//! Binary codec: each record is a varint length prefix followed by the
//! record's own serialized form.

use crate::config::DEFAULT_RECORD_LIMIT;
use crate::error::{FlowError, Result};
use crate::io::codec::{RecordFormatter, RecordParser};
use crate::io::policy::FaultPolicy;
use crate::record::varint;
use crate::record::{Record, Schema};
use std::io::{self, BufReader, Read};
use std::sync::Arc;

pub struct BinaryParser {
    schema: Arc<Schema>,
    policy: FaultPolicy,
    max_frame: usize,
    reader: Option<BufReader<Box<dyn Read + Send>>>,
    source: String,
    frame: Vec<u8>,
    index: u64,
}

impl BinaryParser {
    pub fn new(schema: Arc<Schema>) -> Self {
        Self {
            schema,
            policy: FaultPolicy::Strict,
            max_frame: DEFAULT_RECORD_LIMIT,
            reader: None,
            source: String::new(),
            frame: Vec::new(),
            index: 0,
        }
    }

    pub fn schema(&self) -> &Arc<Schema> {
        &self.schema
    }

    /// Reject frames longer than `limit` bytes.
    pub fn with_max_frame(mut self, limit: usize) -> Self {
        self.max_frame = limit;
        self
    }

    /// Load the next frame into `self.frame`. `false` at a clean end of source.
    fn read_frame(&mut self) -> Result<bool> {
        let Some(reader) = self.reader.as_mut() else {
            return Ok(false);
        };
        let source = &self.source;
        let truncated = |index: u64| FlowError::malformed(format!("{}#{}", source, index), "truncated frame");

        let len = match varint::read_varint(reader) {
            Ok(Some(len)) => len as usize,
            Ok(None) => return Ok(false),
            Err(e) if e.kind() == io::ErrorKind::UnexpectedEof => {
                self.reader = None;
                return Err(truncated(self.index + 1));
            }
            Err(e) => return Err(FlowError::source(source, e)),
        };
        self.index += 1;

        if len > self.max_frame {
            // The stream cannot be resynchronised past an oversized prefix.
            self.reader = None;
            return Err(FlowError::malformed(
                format!("{}#{}", self.source, self.index),
                format!("frame of {} bytes exceeds the {} byte limit", len, self.max_frame),
            ));
        }

        self.frame.resize(len, 0);
        match reader.read_exact(&mut self.frame) {
            Ok(()) => Ok(true),
            Err(e) if e.kind() == io::ErrorKind::UnexpectedEof => {
                self.reader = None;
                Err(truncated(self.index))
            }
            Err(e) => Err(FlowError::source(source, e)),
        }
    }
}

impl RecordParser for BinaryParser {
    fn open(&mut self, input: Box<dyn Read + Send>, source_name: &str) -> Result<()> {
        self.reader = Some(BufReader::new(input));
        self.source = source_name.to_string();
        self.index = 0;
        Ok(())
    }

    fn next_record(&mut self, record: &mut Record) -> Result<bool> {
        match self.read_frame() {
            Ok(true) => {}
            Ok(false) => return Ok(false),
            // A cut-off frame still stands for one record.
            Err(e) if e.is_malformed() && self.policy == FaultPolicy::Lenient => {
                tracing::warn!("{}", e);
                record.reset();
                return Ok(true);
            }
            Err(e) => return Err(e),
        }
        let mut buf = &self.frame[..];
        match record.deserialize(&mut buf) {
            Ok(()) => Ok(true),
            Err(_) if self.policy == FaultPolicy::Lenient => {
                record.reset();
                Ok(true)
            }
            Err(e) => Err(FlowError::malformed(
                format!("{}#{}", self.source, self.index),
                e.to_string(),
            )),
        }
    }

    fn skip(&mut self, count: u64) -> Result<u64> {
        let mut skipped = 0;
        while skipped < count {
            match self.read_frame() {
                Ok(true) => skipped += 1,
                Ok(false) => break,
                // The reader is gone after a bad frame, so this ends the loop.
                Err(e) if e.is_malformed() && self.policy != FaultPolicy::Strict => {
                    tracing::warn!("Skipped {}", e);
                    skipped += 1;
                }
                Err(e) => return Err(e),
            }
        }
        Ok(skipped)
    }

    fn set_policy(&mut self, policy: FaultPolicy) {
        self.policy = policy;
    }

    fn close(&mut self) -> Result<()> {
        self.reader = None;
        Ok(())
    }
}

#[derive(Debug, Default)]
pub struct BinaryFormatter;

impl BinaryFormatter {
    pub fn new() -> Self {
        Self
    }
}

impl RecordFormatter for BinaryFormatter {
    fn format(&mut self, record: &Record, out: &mut Vec<u8>) -> Result<()> {
        varint::put_varint(out, record.serialized_size() as u64);
        record.serialize(out)
    }
}
//! Filter: routes each record by a predicate injected at build time.
//!
//! Matching records go to port 0, the others to the optional reject port 1.
//! A predicate error fails the component with the record number attached.

use crate::error::{FlowError, Result};
use crate::graph::node::{Component, InitContext, NodeContext};
use crate::graph::nodes::missing_port;
use crate::graph::port::{Multiplicity, PortDescriptor};
use crate::graph::status::NodeStatus;
use crate::record::Record;
use std::sync::Arc;

static PORTS: &[PortDescriptor] = &[
    PortDescriptor::input("in", Multiplicity::One),
    PortDescriptor::output("out", Multiplicity::One),
    PortDescriptor::output("reject", Multiplicity::Optional),
];

type Predicate = Box<dyn Fn(&Record) -> anyhow::Result<bool> + Send>;

pub struct Filter {
    name: String,
    predicate: Predicate,
}

impl Filter {
    pub fn new<F>(name: impl Into<String>, predicate: F) -> Self
    where
        F: Fn(&Record) -> anyhow::Result<bool> + Send + 'static,
    {
        Self {
            name: name.into(),
            predicate: Box::new(predicate),
        }
    }
}

impl Component for Filter {
    fn name(&self) -> &str {
        &self.name
    }

    fn kind(&self) -> &'static str {
        "FILTER"
    }

    fn ports(&self) -> &[PortDescriptor] {
        PORTS
    }

    fn init(&mut self, ctx: &InitContext<'_>) -> Result<()> {
        ctx.require_uniform_schemas()
    }

    fn execute(&mut self, ctx: &mut NodeContext) -> Result<NodeStatus> {
        let (inputs, outputs) = ctx.ports_mut();
        let [input] = inputs else {
            return Err(missing_port(&self.name, "input 0"));
        };
        let (out, mut reject) = match outputs {
            [out] => (out, None),
            [out, reject] => (out, Some(reject)),
            _ => return Err(missing_port(&self.name, "output 0")),
        };

        let mut record = Record::new(Arc::clone(input.schema()));
        let mut number = 0u64;
        while input.read_record(&mut record)? {
            number += 1;
            let keep = (self.predicate)(&record).map_err(|e| {
                FlowError::from_transform(e).with_context(format!("'{}' at record {}", self.name, number))
            })?;
            if keep {
                out.write_record(&record)?;
            } else if let Some(port) = reject.as_deref_mut() {
                port.write_record(&record)?;
            }
        }
        Ok(NodeStatus::Ok)
    }
}
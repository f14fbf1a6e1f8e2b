//! Test data builders for schemas and records

use recordflow::{FieldDef, FieldType, Record, Schema, Value};
use std::sync::Arc;

/// Builder for test schemas
pub struct SchemaBuilder {
    name: String,
    fields: Vec<FieldDef>,
}

impl SchemaBuilder {
    pub fn new(name: &str) -> Self {
        Self {
            name: name.to_string(),
            fields: Vec::new(),
        }
    }

    pub fn field(mut self, name: &str, field_type: FieldType) -> Self {
        self.fields.push(FieldDef::new(name, field_type));
        self
    }

    pub fn build(self) -> Arc<Schema> {
        Arc::new(Schema::new(self.name, self.fields).expect("valid test schema"))
    }
}

/// `(id: integer, name: string)`, the layout most tests use.
pub fn id_name_schema() -> Arc<Schema> {
    SchemaBuilder::new("item")
        .field("id", FieldType::Integer)
        .field("name", FieldType::String)
        .build()
}

/// `(id, name)` records with `name` derived from `id`.
pub fn id_records(schema: &Arc<Schema>, ids: &[i32]) -> Vec<Record> {
    ids.iter()
        .map(|&id| {
            let mut record = Record::new(Arc::clone(schema));
            record.set(0, id).expect("id field");
            record.set(1, format!("item-{}", id)).expect("name field");
            record
        })
        .collect()
}

/// `(id, name)` records with explicit names.
pub fn named_records(schema: &Arc<Schema>, rows: &[(i32, &str)]) -> Vec<Record> {
    rows.iter()
        .map(|&(id, name)| {
            let mut record = Record::new(Arc::clone(schema));
            record.set(0, id).expect("id field");
            record.set(1, name).expect("name field");
            record
        })
        .collect()
}

#[cfg(test)]
mod tests {
    use super::*;

    #[test]
    fn test_schema_builder() {
        let schema = id_name_schema();
        assert_eq!(schema.len(), 2);
        assert_eq!(schema.index_of("name"), Some(1));
    }

    #[test]
    fn test_id_records() {
        let schema = id_name_schema();
        let rows = id_records(&schema, &[7]);
        assert_eq!(rows[0].get(1), Some(&Value::from("item-7")));
    }
}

**YOUR INSTRUCTIONS**
Taking the records above, retype every line from the one with "match record.deserialize(&mut buf)" down to the one with "ends the loop.", exactly and with nothing else.

**SOLUTION TO THE EXERCISE**
        match record.deserialize(&mut buf) {
            Ok(()) => Ok(true),
            Err(_) if self.policy == FaultPolicy::Lenient => {
                record.reset();
                Ok(true)
            }
            Err(e) => Err(FlowError::malformed(
                format!("{}#{}", self.source, self.index),
                e.to_string(),
            )),
        }
    }

    fn skip(&mut self, count: u64) -> Result<u64> {
        let mut skipped = 0;
        while skipped < count {
            match self.read_frame() {
                Ok(true) => skipped += 1,
                Ok(false) => break,
                // The reader is gone after a bad frame, so this ends the loop.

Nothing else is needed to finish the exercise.